*** Input data

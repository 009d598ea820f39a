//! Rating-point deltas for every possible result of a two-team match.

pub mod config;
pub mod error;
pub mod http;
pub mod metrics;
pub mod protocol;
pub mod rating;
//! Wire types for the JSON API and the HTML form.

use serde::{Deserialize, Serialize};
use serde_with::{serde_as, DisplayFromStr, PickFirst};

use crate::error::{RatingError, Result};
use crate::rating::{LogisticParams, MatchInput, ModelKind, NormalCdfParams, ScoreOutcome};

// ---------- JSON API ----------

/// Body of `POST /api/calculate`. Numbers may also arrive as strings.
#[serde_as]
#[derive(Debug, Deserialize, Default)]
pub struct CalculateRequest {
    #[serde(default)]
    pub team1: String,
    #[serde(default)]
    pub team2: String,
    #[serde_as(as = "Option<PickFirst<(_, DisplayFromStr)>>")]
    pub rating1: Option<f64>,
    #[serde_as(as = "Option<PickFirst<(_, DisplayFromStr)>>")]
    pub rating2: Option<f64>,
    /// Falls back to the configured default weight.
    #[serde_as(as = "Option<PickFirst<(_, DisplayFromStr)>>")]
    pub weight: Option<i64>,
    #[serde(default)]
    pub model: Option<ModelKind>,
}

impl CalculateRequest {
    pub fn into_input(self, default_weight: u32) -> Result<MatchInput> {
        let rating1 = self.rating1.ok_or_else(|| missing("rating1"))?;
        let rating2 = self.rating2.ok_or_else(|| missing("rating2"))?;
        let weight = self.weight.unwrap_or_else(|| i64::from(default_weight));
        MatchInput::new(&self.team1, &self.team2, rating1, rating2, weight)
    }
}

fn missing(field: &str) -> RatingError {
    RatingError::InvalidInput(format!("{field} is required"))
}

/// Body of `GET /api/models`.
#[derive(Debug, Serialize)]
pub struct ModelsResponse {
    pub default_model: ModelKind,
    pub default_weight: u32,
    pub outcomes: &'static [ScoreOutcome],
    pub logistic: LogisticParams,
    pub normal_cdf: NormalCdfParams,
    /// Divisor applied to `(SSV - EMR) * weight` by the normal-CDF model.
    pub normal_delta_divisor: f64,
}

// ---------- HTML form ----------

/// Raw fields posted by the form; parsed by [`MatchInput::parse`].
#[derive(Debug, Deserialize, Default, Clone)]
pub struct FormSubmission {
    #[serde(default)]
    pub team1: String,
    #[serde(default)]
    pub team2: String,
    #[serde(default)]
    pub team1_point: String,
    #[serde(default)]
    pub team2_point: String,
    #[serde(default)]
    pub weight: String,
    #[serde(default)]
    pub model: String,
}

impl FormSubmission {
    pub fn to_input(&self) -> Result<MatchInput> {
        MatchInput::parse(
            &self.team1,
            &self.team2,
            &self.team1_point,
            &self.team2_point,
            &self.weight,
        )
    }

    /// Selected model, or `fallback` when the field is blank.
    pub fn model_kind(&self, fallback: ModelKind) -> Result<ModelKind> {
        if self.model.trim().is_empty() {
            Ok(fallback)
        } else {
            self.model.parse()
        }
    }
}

******
*** Input data

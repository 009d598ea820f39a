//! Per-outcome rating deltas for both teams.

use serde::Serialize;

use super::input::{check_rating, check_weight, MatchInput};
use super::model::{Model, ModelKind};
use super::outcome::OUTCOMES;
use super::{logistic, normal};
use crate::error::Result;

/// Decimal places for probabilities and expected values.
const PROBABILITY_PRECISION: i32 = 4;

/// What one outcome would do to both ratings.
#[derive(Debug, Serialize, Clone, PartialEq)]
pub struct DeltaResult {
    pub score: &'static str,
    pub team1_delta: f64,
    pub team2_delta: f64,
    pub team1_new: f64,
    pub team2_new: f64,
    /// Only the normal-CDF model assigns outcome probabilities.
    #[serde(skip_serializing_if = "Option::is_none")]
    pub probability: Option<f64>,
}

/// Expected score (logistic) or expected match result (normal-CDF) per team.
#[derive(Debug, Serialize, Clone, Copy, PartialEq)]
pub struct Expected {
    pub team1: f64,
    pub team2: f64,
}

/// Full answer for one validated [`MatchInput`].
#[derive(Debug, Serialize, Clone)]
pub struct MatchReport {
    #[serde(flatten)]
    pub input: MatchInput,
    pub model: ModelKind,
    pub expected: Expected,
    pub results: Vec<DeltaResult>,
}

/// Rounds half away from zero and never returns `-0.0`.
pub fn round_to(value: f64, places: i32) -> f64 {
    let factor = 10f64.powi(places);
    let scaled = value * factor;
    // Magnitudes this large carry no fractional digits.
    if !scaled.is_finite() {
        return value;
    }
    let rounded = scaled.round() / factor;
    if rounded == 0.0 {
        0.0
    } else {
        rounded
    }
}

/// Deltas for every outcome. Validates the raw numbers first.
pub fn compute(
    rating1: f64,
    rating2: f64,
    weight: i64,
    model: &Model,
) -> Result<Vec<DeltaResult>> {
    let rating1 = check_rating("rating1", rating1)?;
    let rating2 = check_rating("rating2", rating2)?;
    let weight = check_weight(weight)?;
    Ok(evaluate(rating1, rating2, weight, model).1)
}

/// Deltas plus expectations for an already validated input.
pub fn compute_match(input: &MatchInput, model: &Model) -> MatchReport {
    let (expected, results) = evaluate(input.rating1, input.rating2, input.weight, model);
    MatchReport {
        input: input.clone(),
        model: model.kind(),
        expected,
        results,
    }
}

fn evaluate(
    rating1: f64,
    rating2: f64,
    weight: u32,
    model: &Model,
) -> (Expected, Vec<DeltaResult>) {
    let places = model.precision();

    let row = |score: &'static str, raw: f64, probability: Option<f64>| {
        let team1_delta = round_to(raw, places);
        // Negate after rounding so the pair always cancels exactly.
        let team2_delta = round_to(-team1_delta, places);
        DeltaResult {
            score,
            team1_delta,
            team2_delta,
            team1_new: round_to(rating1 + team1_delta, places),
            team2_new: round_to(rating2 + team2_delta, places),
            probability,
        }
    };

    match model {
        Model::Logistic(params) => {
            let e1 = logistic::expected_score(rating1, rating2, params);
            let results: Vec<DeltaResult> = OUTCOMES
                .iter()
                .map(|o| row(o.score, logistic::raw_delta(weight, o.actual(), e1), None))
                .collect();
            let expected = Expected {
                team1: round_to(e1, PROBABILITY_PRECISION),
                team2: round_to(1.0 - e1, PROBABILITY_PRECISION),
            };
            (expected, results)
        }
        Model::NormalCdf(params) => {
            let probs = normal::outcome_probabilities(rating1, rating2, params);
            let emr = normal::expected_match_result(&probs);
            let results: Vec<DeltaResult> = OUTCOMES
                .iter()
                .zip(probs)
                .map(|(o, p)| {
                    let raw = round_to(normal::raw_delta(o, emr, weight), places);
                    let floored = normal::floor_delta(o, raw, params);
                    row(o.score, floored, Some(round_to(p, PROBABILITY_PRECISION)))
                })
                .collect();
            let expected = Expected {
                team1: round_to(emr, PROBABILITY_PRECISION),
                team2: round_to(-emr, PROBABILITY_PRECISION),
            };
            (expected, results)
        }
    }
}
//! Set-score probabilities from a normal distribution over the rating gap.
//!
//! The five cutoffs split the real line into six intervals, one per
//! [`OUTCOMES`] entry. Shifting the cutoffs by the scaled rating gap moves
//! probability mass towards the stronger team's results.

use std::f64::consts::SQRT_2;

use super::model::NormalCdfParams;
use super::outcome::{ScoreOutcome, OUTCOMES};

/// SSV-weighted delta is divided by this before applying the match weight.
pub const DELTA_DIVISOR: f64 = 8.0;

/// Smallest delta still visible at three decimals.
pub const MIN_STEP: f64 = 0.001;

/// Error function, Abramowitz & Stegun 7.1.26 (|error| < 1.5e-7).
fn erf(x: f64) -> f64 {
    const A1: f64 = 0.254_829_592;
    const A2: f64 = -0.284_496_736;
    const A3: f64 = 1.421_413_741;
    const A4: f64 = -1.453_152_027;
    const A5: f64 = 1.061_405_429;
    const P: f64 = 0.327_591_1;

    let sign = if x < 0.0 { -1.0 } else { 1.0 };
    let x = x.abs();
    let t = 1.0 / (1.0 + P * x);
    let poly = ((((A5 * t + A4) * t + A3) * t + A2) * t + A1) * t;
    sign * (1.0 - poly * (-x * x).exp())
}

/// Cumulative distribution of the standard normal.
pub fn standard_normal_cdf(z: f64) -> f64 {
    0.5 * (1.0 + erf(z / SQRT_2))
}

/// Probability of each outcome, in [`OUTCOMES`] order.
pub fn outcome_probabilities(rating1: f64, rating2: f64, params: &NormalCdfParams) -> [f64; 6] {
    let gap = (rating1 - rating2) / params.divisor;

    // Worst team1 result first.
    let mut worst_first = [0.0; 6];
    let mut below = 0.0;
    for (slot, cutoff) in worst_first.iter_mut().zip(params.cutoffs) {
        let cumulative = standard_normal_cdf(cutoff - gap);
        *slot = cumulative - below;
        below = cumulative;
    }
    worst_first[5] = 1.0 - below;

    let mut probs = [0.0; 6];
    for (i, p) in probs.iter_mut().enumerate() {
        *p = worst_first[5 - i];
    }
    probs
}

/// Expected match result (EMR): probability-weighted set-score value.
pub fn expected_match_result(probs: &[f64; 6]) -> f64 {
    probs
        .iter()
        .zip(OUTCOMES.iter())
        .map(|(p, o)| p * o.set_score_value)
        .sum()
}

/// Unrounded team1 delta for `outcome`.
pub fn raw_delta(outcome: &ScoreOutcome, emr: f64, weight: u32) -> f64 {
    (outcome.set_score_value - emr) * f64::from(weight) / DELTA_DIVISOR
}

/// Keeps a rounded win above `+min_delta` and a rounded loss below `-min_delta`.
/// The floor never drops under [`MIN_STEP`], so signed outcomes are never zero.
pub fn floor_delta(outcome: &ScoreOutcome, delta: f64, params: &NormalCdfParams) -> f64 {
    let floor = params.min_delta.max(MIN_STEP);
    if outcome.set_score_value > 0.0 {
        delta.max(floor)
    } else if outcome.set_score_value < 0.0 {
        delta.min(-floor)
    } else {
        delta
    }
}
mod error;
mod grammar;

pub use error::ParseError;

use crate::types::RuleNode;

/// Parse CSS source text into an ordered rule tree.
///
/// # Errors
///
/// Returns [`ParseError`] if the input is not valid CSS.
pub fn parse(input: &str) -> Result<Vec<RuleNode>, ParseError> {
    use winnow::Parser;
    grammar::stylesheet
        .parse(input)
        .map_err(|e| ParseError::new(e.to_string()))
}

******
*** Input data

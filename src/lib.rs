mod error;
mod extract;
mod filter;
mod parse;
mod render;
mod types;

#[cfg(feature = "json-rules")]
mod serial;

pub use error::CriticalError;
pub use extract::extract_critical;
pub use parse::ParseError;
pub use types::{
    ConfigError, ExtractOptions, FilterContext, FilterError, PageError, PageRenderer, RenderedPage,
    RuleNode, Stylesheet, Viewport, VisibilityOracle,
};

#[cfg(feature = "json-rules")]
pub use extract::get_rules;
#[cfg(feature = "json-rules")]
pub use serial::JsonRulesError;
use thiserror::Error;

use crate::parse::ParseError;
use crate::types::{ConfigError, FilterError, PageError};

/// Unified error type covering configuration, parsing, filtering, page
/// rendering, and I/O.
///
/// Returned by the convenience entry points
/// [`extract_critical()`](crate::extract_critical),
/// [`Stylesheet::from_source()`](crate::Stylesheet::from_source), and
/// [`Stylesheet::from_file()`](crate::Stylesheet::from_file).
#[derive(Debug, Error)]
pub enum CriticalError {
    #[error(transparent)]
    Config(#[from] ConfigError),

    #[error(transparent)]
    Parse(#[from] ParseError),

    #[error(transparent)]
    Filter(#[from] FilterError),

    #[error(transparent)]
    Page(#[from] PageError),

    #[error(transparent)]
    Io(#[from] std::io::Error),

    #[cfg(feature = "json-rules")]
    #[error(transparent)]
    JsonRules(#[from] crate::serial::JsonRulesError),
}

******

What you have to do. Only a number is expected here: how many lines above contain the word "FilterError".

Response to the task. 3